--- START ---

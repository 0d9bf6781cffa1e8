//! Data models
//!
//! Shared between the server and API clients (storefront UI, tests).
//! All IDs are `i64` (SQLite INTEGER PRIMARY KEY), timestamps are Unix millis.

pub mod order;
pub mod product;
pub mod site_config;
pub mod stats;
pub mod user;

// Re-exports
pub use order::*;
pub use product::*;
pub use site_config::*;
pub use stats::*;
pub use user::*;
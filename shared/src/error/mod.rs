//! Unified error system for the Apiary storefront
//!
//! - [`ErrorCode`]: Standardized error codes for all error types
//! - [`ErrorCategory`]: Classification of errors by domain
//! - [`AppError`]: Rich error type with codes, messages, and details
//! - [`ApiResponse`]: Unified API response format
//!
//! # Error Code Ranges
//!
//! - 0xxx: General errors
//! - 1xxx: Authentication errors
//! - 2xxx: Permission errors
//! - 4xxx: Order errors
//! - 6xxx: Product errors
//! - 9xxx: System errors
//!
//! # Example
//!
//! ```
//! use shared::error::{AppError, ErrorCode, ApiResponse};
//!
//! let err = AppError::with_message(ErrorCode::ProductOutOfStock, "Insufficient stock for Pollen")
//!     .with_detail("product", "Pollen");
//!
//! let response = ApiResponse::<()>::error(&err);
//! assert!(!response.success);
//! ```

mod category;
mod codes;
mod http;
mod types;

pub use category::ErrorCategory;
pub use codes::{ErrorCode, InvalidErrorCode};
pub use types::{ApiResponse, AppError, AppResult};
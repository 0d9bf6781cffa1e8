//! Money calculation using rust_decimal
//!
//! Prices are stored and computed as `Decimal`. Client-sent totals are never
//! trusted; every subtotal and total is recomputed here. Amounts keep the
//! scale of the catalog price, so `subtotal == unit_price × quantity` holds
//! exactly. `None` means the amount does not fit in a `Decimal`.

use rust_decimal::prelude::*;
use shared::models::OrderItem;

/// quantity × unit price
pub fn line_subtotal(unit_price: Decimal, quantity: i64) -> Option<Decimal> {
    unit_price.checked_mul(Decimal::from(quantity))
}

/// Sum of line subtotals
pub fn order_total(items: &[OrderItem]) -> Option<Decimal> {
    items
        .iter()
        .try_fold(Decimal::ZERO, |acc, item| acc.checked_add(item.subtotal))
}

#[cfg(test)]
mod tests {
    use super::*;

    fn item(quantity: i64, unit_price: Decimal) -> OrderItem {
        OrderItem {
            product_id: 1,
            product_name: "x".into(),
            quantity,
            unit_price,
            subtotal: line_subtotal(unit_price, quantity).unwrap(),
        }
    }

    #[test]
    fn test_total_is_sum_of_subtotals() {
        let items = vec![item(2, Decimal::new(10, 0)), item(1, Decimal::new(5, 0))];
        assert_eq!(items[0].subtotal, Decimal::new(20, 0));
        assert_eq!(order_total(&items), Some(Decimal::new(25, 0)));
        assert_eq!(order_total(&[]), Some(Decimal::ZERO));
    }

    #[test]
    fn test_fractional_prices_do_not_drift() {
        // 3 × 0.1 is exactly 0.3 in decimal arithmetic
        let items = vec![item(3, Decimal::new(1, 1))];
        assert_eq!(order_total(&items), Some(Decimal::new(3, 1)));
    }

    #[test]
    fn test_subtotal_keeps_price_scale() {
        let price = Decimal::new(125, 3);
        assert_eq!(line_subtotal(price, 1), Some(price));
        assert_eq!(line_subtotal(price, 3), Some(Decimal::new(375, 3)));
    }

    #[test]
    fn test_overflow_is_reported() {
        let huge = Decimal::from_str("70000000000000000000000000000").unwrap();
        assert_eq!(line_subtotal(huge, 2), None);

        let items = vec![item(1, huge), item(1, huge)];
        assert_eq!(order_total(&items), None);
    }
}
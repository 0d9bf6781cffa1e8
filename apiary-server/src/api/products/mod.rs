//! Product API
//!
//! | Path | Method | Auth |
//! |------|--------|------|
//! | /api/products?category= | GET | public (active only) |
//! | /api/products | POST | admin |
//! | /api/products/{id} | GET | public |
//! | /api/products/{id} | PUT / DELETE | admin (DELETE is a soft delete) |
//! | /api/products/{id}/stock | POST | admin, relative adjustment |

mod handler;

use axum::{
    Router,
    routing::{get, post},
};

use crate::core::ServerState;

pub fn router() -> Router<ServerState> {
    Router::new().nest("/api/products", product_routes())
}

fn product_routes() -> Router<ServerState> {
    Router::new()
        .route("/", get(handler::list).post(handler::create))
        .route(
            "/{id}",
            get(handler::get_by_id)
                .put(handler::update)
                .delete(handler::delete),
        )
        .route("/{id}/stock", post(handler::adjust_stock))
}
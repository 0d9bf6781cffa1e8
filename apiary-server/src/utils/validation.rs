//! Input validation helpers

use shared::error::AppError;
use validator::{Validate, ValidationErrors, ValidationErrorsKind};

// ── Text length limits ──────────────────────────────────────────────

/// Order notes
pub const MAX_NOTE_LEN: usize = 500;

/// URLs / image paths (custom logos may be data URLs)
pub const MAX_URL_LEN: usize = 2_000_000;

/// Passwords (before hashing)
pub const MAX_PASSWORD_LEN: usize = 128;

// ── Helpers ─────────────────────────────────────────────────────────

/// Run `validator` on a payload, mapping failures to a 400 [`AppError`]
pub fn validate_payload<T: Validate>(payload: &T) -> Result<(), AppError> {
    payload.validate().map_err(validation_error)
}

/// Flatten validator errors into one message plus per-field details
pub fn validation_error(errors: ValidationErrors) -> AppError {
    let mut messages = Vec::new();
    collect_messages("", &errors, &mut messages);
    messages.sort();

    let summary = messages
        .iter()
        .map(|(_, msg)| msg.as_str())
        .collect::<Vec<_>>()
        .join("; ");

    let mut err = AppError::validation(if summary.is_empty() {
        "Validation failed".to_string()
    } else {
        summary
    });
    for (field, msg) in messages {
        err = err.with_detail(field, msg);
    }
    err
}

fn collect_messages(prefix: &str, errors: &ValidationErrors, out: &mut Vec<(String, String)>) {
    for (field, kind) in errors.errors() {
        let path = if prefix.is_empty() {
            field.to_string()
        } else {
            format!("{prefix}.{field}")
        };
        match kind {
            ValidationErrorsKind::Field(list) => {
                for e in list {
                    let msg = e
                        .message
                        .as_ref()
                        .map(|m| m.to_string())
                        .unwrap_or_else(|| format!("{path} is invalid ({})", e.code));
                    out.push((path.clone(), msg));
                }
            }
            ValidationErrorsKind::Struct(inner) => collect_messages(&path, inner, out),
            ValidationErrorsKind::List(items) => {
                for (idx, inner) in items {
                    collect_messages(&format!("{path}[{idx}]"), inner, out);
                }
            }
        }
    }
}

/// Validate that an optional string, if present, is within the length limit.
pub fn validate_optional_text(
    value: &Option<String>,
    field: &str,
    max_len: usize,
) -> Result<(), AppError> {
    if let Some(v) = value
        && v.len() > max_len
    {
        return Err(AppError::validation(format!(
            "{field} is too long ({} chars, max {max_len})",
            v.len()
        )));
    }
    Ok(())
}
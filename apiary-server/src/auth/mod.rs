//! Authentication
//!
//! - [`JwtService`] - HS256 token issue / validation
//! - [`CurrentUser`] - caller context, injected by [`require_admin`] or extracted per handler
//! - [`service`] - login, verify, bootstrap admin
//! - [`password`] - argon2 hashing

pub mod extractor;
pub mod jwt;
pub mod middleware;
pub mod password;
pub mod service;

pub use jwt::{Claims, CurrentUser, JwtConfig, JwtError, JwtService};
pub use middleware::require_admin;
pub use service::{AuthError, AuthResult};
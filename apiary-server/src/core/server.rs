//! HTTP server

use shared::error::AppError;

use crate::api;
use crate::core::{Config, ServerState};

pub struct Server {
    config: Config,
    state: Option<ServerState>,
}

impl Server {
    pub fn new(config: Config) -> Self {
        Self {
            config,
            state: None,
        }
    }

    /// Create server with existing state
    pub fn with_state(config: Config, state: ServerState) -> Self {
        Self {
            config,
            state: Some(state),
        }
    }

    /// Serve until Ctrl+C
    pub async fn run(&self) -> Result<(), AppError> {
        let state = match &self.state {
            Some(s) => s.clone(),
            None => ServerState::initialize(&self.config).await?,
        };

        let app = api::build_app(state);

        let addr = std::net::SocketAddr::from(([0, 0, 0, 0], self.config.http_port));
        let listener = tokio::net::TcpListener::bind(addr)
            .await
            .map_err(|e| AppError::internal(format!("Failed to bind {addr}: {e}")))?;
        tracing::info!(%addr, environment = %self.config.environment, "Apiary server listening");

        let shutdown = async {
            let _ = tokio::signal::ctrl_c().await;
            tracing::info!("Shutting down...");
        };

        axum::serve(listener, app)
            .with_graceful_shutdown(shutdown)
            .await
            .map_err(|e| AppError::internal(format!("HTTP server error: {e}")))?;

        Ok(())
    }
}
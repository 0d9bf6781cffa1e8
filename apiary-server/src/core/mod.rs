//! Core module: configuration, shared state, HTTP server
//!
//! - [`Config`] - environment driven configuration
//! - [`ServerState`] - state shared by every handler
//! - [`Server`] - HTTP server

pub mod config;
pub mod server;
pub mod state;

pub use config::Config;
pub use server::Server;
pub use state::ServerState;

--- END ---

• TRY IT: Return each line from the data where the string "ErrorCode" can be found.

• YOUR SOLUTION:
//! - [`ErrorCode`]: Standardized error codes for all error types
//! use shared::error::{AppError, ErrorCode, ApiResponse};
//! let err = AppError::with_message(ErrorCode::ProductOutOfStock, "Insufficient stock for Pollen")
pub use codes::{ErrorCode, InvalidErrorCode};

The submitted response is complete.